Le monde entier sera suspendu à ce que les Equatoriens décideront de faire de leur vie le 2 avril prochain. S’ils font la sourde oreille au « terrorisme médiatique » qui les étourdit et les empêche de penser et s’ils décident de continuer la montée vers une nouvelle société meilleure ou si malheureusement, ils restent prisonniers de sa fausse propagande et empruntent le chemin de retour qui finit, inexorablement, dans l’abîme. Pour découvrir son avenir en cas de triomphe de la candidature des banquiers, les Equatoriens devraient se regarder dans le miroir de l’Argentine et prendre note des souffrances et du désespoir de son peuple face au revanchisme social de la restauration conservatrice.

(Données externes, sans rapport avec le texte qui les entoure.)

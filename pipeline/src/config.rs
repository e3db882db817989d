use serde::{Deserialize, Serialize};
use std::collections::BTreeMap;
use std::path::PathBuf;

/// Post-processing steps whose parameters include a training-feature
/// directory. These are the decomposition steps fitted on the train split.
pub const TRAINED_POST_PROCESSORS: [&str; 4] = ["PartPCA", "PartSVD", "PCA", "SVD"];

/// Full pipeline configuration: the query stage and the evaluation stage.
///
/// `PipelineConfig::default()` is the shared baseline a sweep starts from;
/// per-experiment overrides are merged onto clones of it, never onto the
/// baseline itself.
#[derive(Debug, Clone, Default, Serialize, Deserialize, PartialEq)]
pub struct PipelineConfig {
    #[serde(default)]
    pub query: QueryConfig,

    #[serde(default)]
    pub evaluate: EvaluateConfig,
}

/// Configuration for the query/ranking stage
#[derive(Debug, Clone, Serialize, Deserialize, PartialEq)]
pub struct QueryConfig {
    /// Names of the stored features to load and rank with
    #[serde(default)]
    pub feature_names: Vec<String>,

    /// Distance metric used for ranking
    #[serde(default = "default_distance")]
    pub distance: String,

    /// Number of gallery items to keep per query; 0 ranks the whole gallery
    #[serde(default)]
    pub top_k: usize,

    /// Feature post-processing applied before ranking
    #[serde(default)]
    pub post_processors: PostProcessorsConfig,
}

fn default_distance() -> String {
    "cosine".to_string()
}

impl Default for QueryConfig {
    fn default() -> Self {
        Self {
            feature_names: Vec::new(),
            distance: default_distance(),
            top_k: 0,
            post_processors: PostProcessorsConfig::default(),
        }
    }
}

/// Ordered post-processing step names plus per-step parameters
#[derive(Debug, Clone, Default, Serialize, Deserialize, PartialEq)]
pub struct PostProcessorsConfig {
    #[serde(default)]
    pub names: Vec<String>,

    /// Parameters keyed by step name; steps without an entry use defaults
    #[serde(default)]
    pub params: BTreeMap<String, PostProcessorParams>,
}

/// Parameters for a single post-processing step
#[derive(Debug, Clone, Default, Serialize, Deserialize, PartialEq)]
pub struct PostProcessorParams {
    /// Directory of the train-split features the step is fitted on
    #[serde(default, skip_serializing_if = "Option::is_none")]
    pub train_fea_dir: Option<PathBuf>,

    /// Output dimensionality for decomposition steps
    #[serde(default, skip_serializing_if = "Option::is_none")]
    pub proj_dim: Option<usize>,

    #[serde(default, skip_serializing_if = "Option::is_none")]
    pub whiten: Option<bool>,
}

/// Configuration for the evaluation stage
#[derive(Debug, Clone, Serialize, Deserialize, PartialEq)]
pub struct EvaluateConfig {
    /// Cutoffs for recall@k
    #[serde(default = "default_recall_k")]
    pub recall_k: Vec<u32>,

    /// Drop the rank-0 hit when gallery and query splits share items
    #[serde(default)]
    pub ignore_self: bool,
}

fn default_recall_k() -> Vec<u32> {
    vec![1, 2, 4, 8]
}

impl Default for EvaluateConfig {
    fn default() -> Self {
        Self {
            recall_k: default_recall_k(),
            ignore_self: false,
        }
    }
}

/// Partial query configuration: a query definition from the search-modules
/// catalog. Only the fields present override the baseline.
#[derive(Debug, Clone, Default, Serialize, Deserialize, PartialEq)]
pub struct QueryOverride {
    #[serde(default, skip_serializing_if = "Option::is_none")]
    pub feature_names: Option<Vec<String>>,

    #[serde(default, skip_serializing_if = "Option::is_none")]
    pub distance: Option<String>,

    #[serde(default, skip_serializing_if = "Option::is_none")]
    pub top_k: Option<usize>,

    #[serde(default, skip_serializing_if = "Option::is_none")]
    pub post_processors: Option<PostProcessorsConfig>,
}

impl QueryOverride {
    /// Overwrite the fields of `cfg` that this override carries
    pub fn apply_to(&self, cfg: &mut QueryConfig) {
        if let Some(feature_names) = &self.feature_names {
            cfg.feature_names = feature_names.clone();
        }
        if let Some(distance) = &self.distance {
            cfg.distance = distance.clone();
        }
        if let Some(top_k) = self.top_k {
            cfg.top_k = top_k;
        }
        if let Some(post_processors) = &self.post_processors {
            cfg.post_processors = post_processors.clone();
        }
    }
}

/// Partial evaluation configuration: an evaluation profile from the
/// search-modules catalog.
#[derive(Debug, Clone, Default, Serialize, Deserialize, PartialEq)]
pub struct EvaluateOverride {
    #[serde(default, skip_serializing_if = "Option::is_none")]
    pub recall_k: Option<Vec<u32>>,

    #[serde(default, skip_serializing_if = "Option::is_none")]
    pub ignore_self: Option<bool>,
}

impl EvaluateOverride {
    /// Overwrite the fields of `cfg` that this override carries
    pub fn apply_to(&self, cfg: &mut EvaluateConfig) {
        if let Some(recall_k) = &self.recall_k {
            cfg.recall_k = recall_k.clone();
        }
        if let Some(ignore_self) = self.ignore_self {
            cfg.ignore_self = ignore_self;
        }
    }
}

Nous avons confiance en la sagesse et en la mémoire du peuple équatorien et à cause de cela, nous sommes sûrs qu’au second tour, Lenin Moreno et Jorge Glas auront une victoire écrasante.
Nous, amis de l’Equateur, avons confiance dans le fait qu’il en sera ainsi et que cette lumière qui brille depuis 10 ans avec force sur la moitié du monde continuera à briller pour le bien de l’Equateur et de l’Humanité.